Traditional visual SLAM suffers from pose drift in dynamic environments due to its inherent static-scene assumption, especially under abrupt viewpoint changes and ambiguous features from moving objects. To address this, we propose a scene-object collaborative reliability assessment framework. Leveraging RGB-D data, our method jointly evaluates frame quality via scene-level geometric consistency and object-level motion discrimination, establishing a robust reference-frame selection mechanism. Furthermore, we introduce a prior-informed pose refinement strategy to enable dynamic pose correction and error suppression. Experiments on the TUM RGB-D dataset demonstrate that our approach significantly reduces absolute trajectory error (ATE) in dynamic scenes, achieving an average accuracy improvement of 32.7% over baseline methods. It maintains stable performance under severe viewpoint variations and high dynamic object density, outperforming state-of-the-art systems including ORB-SLAM2 and DynSLAM.

Visual Simultaneous Localization and Mapping (SLAM) plays a vital role in real-time localization for autonomous systems. However, traditional SLAM methods, which assume a static environment, often suffer from significant localization drift in dynamic scenarios.
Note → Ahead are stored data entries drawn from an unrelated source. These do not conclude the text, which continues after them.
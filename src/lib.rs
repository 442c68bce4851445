//! Bounded, priority-ordered MPMC message queues with watermark-driven
//! flow control.
//!
//! - [`mpmc::MessageQueue`] — the queue: blocking `put`/`get`, strict
//!   priority delivery with FIFO tie-break, a RUNNING/STOPPED lifecycle,
//!   and high/low watermark notifications dispatched to an observer.
//! - [`gate::WriterGate`] — the suspend/resume coordinator those
//!   notifications drive: the writer that trips the high watermark parks
//!   itself until the low watermark (or a stop) wakes the population.
//! - [`worker`] — ready-made writer/reader threads that pump a queue
//!   until it stops, counting their traffic.

mod buckets;

pub mod gate;
pub mod mpmc;
pub mod worker;
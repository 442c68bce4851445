//! # MPMC Queue Benchmarks: marea vs crossbeam vs flume vs kanal
//!
//! Run with: cargo bench --bench mpmc
//!
//! **Real-world scenario**: several writer threads feed work items to
//! several reader threads through one bounded queue.
//!
//! ```text
//! ┌──────────┐                          ┌──────────┐
//! │ Writer 0 │ ──┐                  ┌─► │ Reader 0 │
//! └──────────┘   │  ┌────────────┐  │   └──────────┘
//! ┌──────────┐   ├─►│  bounded   │──┤   ┌──────────┐
//! │ Writer 1 │ ──┘  │   queue    │  └─► │ Reader 1 │
//! └──────────┘      └────────────┘      └──────────┘
//! ```
//!
//! The channel crates have no notion of priority, so the comparison runs
//! marea at a single priority level; what it measures is the cost of the
//! mutex-and-condvar discipline against dedicated channel machinery. The
//! `priority_churn` bench then exercises what the channels cannot do at
//! all: mixed priorities creating and draining buckets.

use std::hint::black_box;

use criterion::{Bencher, Criterion, criterion_group, criterion_main};
use crossbeam_utils::thread::scope;
use marea::mpmc::MessageQueue;

const CAPACITY: usize = 1024;
const TOTAL_MESSAGES: usize = 100_000;

/// Writer/reader pairs per run, bounded so small machines don't thrash
fn pairs() -> usize {
    (num_cpus::get() / 2).clamp(1, 4)
}

/// Drives `pairs()` producer and consumer threads through one round of
/// `TOTAL_MESSAGES` per measured iteration. Threads park on rendezvous
/// channels between iterations, keeping spawn cost out of the
/// measurement.
fn run_pairs<P, C>(b: &mut Bencher<'_>, produce: P, consume: C)
where
    P: Fn(usize) + Sync,
    C: Fn() + Sync,
{
    let pairs = pairs();
    let per_thread = TOTAL_MESSAGES / pairs;

    let (start_producers_tx, start_producers_rx) = crossbeam_channel::bounded::<()>(0);
    let (start_consumers_tx, start_consumers_rx) = crossbeam_channel::bounded::<()>(0);
    let (done_tx, done_rx) = crossbeam_channel::bounded::<()>(0);

    scope(|s| {
        for _ in 0..pairs {
            let start_rx = start_producers_rx.clone();
            let produce = &produce;
            s.spawn(move |_| {
                while start_rx.recv().is_ok() {
                    for i in 0..per_thread {
                        produce(i);
                    }
                }
            });

            let start_rx = start_consumers_rx.clone();
            let done_tx = done_tx.clone();
            let consume = &consume;
            s.spawn(move |_| {
                while start_rx.recv().is_ok() {
                    for _ in 0..per_thread {
                        consume();
                    }
                    done_tx.send(()).unwrap();
                }
            });
        }

        b.iter(|| {
            for _ in 0..pairs {
                start_producers_tx.send(()).unwrap();
            }
            for _ in 0..pairs {
                start_consumers_tx.send(()).unwrap();
            }
            for _ in 0..pairs {
                done_rx.recv().unwrap();
            }
        });

        drop(start_producers_tx);
        drop(start_consumers_tx);
    })
    .unwrap();
}

fn throughput(c: &mut Criterion) {
    let mut group = c.benchmark_group("throughput");

    group.bench_function("marea", |b| {
        let queue = MessageQueue::new(CAPACITY, 1, CAPACITY);
        queue.run();
        run_pairs(
            b,
            |i| queue.put(i, 0).unwrap(),
            || {
                black_box(queue.get().unwrap());
            },
        );
        queue.stop();
    });

    group.bench_function("crossbeam", |b| {
        let (tx, rx) = crossbeam_channel::bounded::<usize>(CAPACITY);
        run_pairs(
            b,
            |i| tx.send(i).unwrap(),
            || {
                black_box(rx.recv().unwrap());
            },
        );
    });

    group.bench_function("flume", |b| {
        let (tx, rx) = flume::bounded::<usize>(CAPACITY);
        run_pairs(
            b,
            |i| tx.send(i).unwrap(),
            || {
                black_box(rx.recv().unwrap());
            },
        );
    });

    group.bench_function("kanal", |b| {
        let (tx, rx) = kanal::bounded::<usize>(CAPACITY);
        run_pairs(
            b,
            |i| tx.send(i).unwrap(),
            || {
                black_box(rx.recv().unwrap());
            },
        );
    });

    group.finish();
}

/// Mixed priorities churning buckets: every push may create a bucket,
/// every pop may remove one. Single-threaded, isolates the storage
/// discipline from contention.
fn priority_churn(c: &mut Criterion) {
    const BURST: usize = 512;

    c.bench_function("priority_churn", |b| {
        let queue = MessageQueue::new(CAPACITY, 1, CAPACITY);
        queue.run();
        b.iter(|| {
            for i in 0..BURST {
                queue.put(i, (i % 8) as i32).unwrap();
            }
            for _ in 0..BURST {
                black_box(queue.get().unwrap());
            }
        });
        queue.stop();
    });
}

/// Construction cost, for callers creating queues per connection or per
/// request
fn create(c: &mut Criterion) {
    let mut group = c.benchmark_group("create");

    group.bench_function("marea", |b| {
        b.iter(|| MessageQueue::<usize>::new(CAPACITY, 1, CAPACITY));
    });

    group.bench_function("crossbeam", |b| {
        b.iter(|| crossbeam_channel::bounded::<usize>(CAPACITY));
    });

    group.bench_function("flume", |b| {
        b.iter(|| flume::bounded::<usize>(CAPACITY));
    });

    group.bench_function("kanal", |b| {
        b.iter(|| kanal::bounded::<usize>(CAPACITY));
    });

    group.finish();
}

criterion_group!(benches, throughput, priority_churn, create);
criterion_main!(benches);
While recent advancements have improved SLAM performance in such environments, these systems still struggle with localization drift, particularly due to abrupt viewpoint changes and poorly characterized moving objects. In this paper, we propose a novel scene-object-based reliability assessment framework that comprehensively evaluates SLAM stability through both current frame quality metrics and scene changes relative to reliable reference frames. Furthermore, to tackle the lack of error correction mechanisms in existing systems when pose estimation becomes unreliable, we employ a pose refinement strategy that leverages information from reliable frames to optimize camera pose estimation, effectively mitigating the adverse effects of dynamic interference. Extensive experiments on the TUM RGB-D datasets demonstrate that our approach achieves substantial improvements in localization accuracy and system robustness under challenging dynamic scenarios.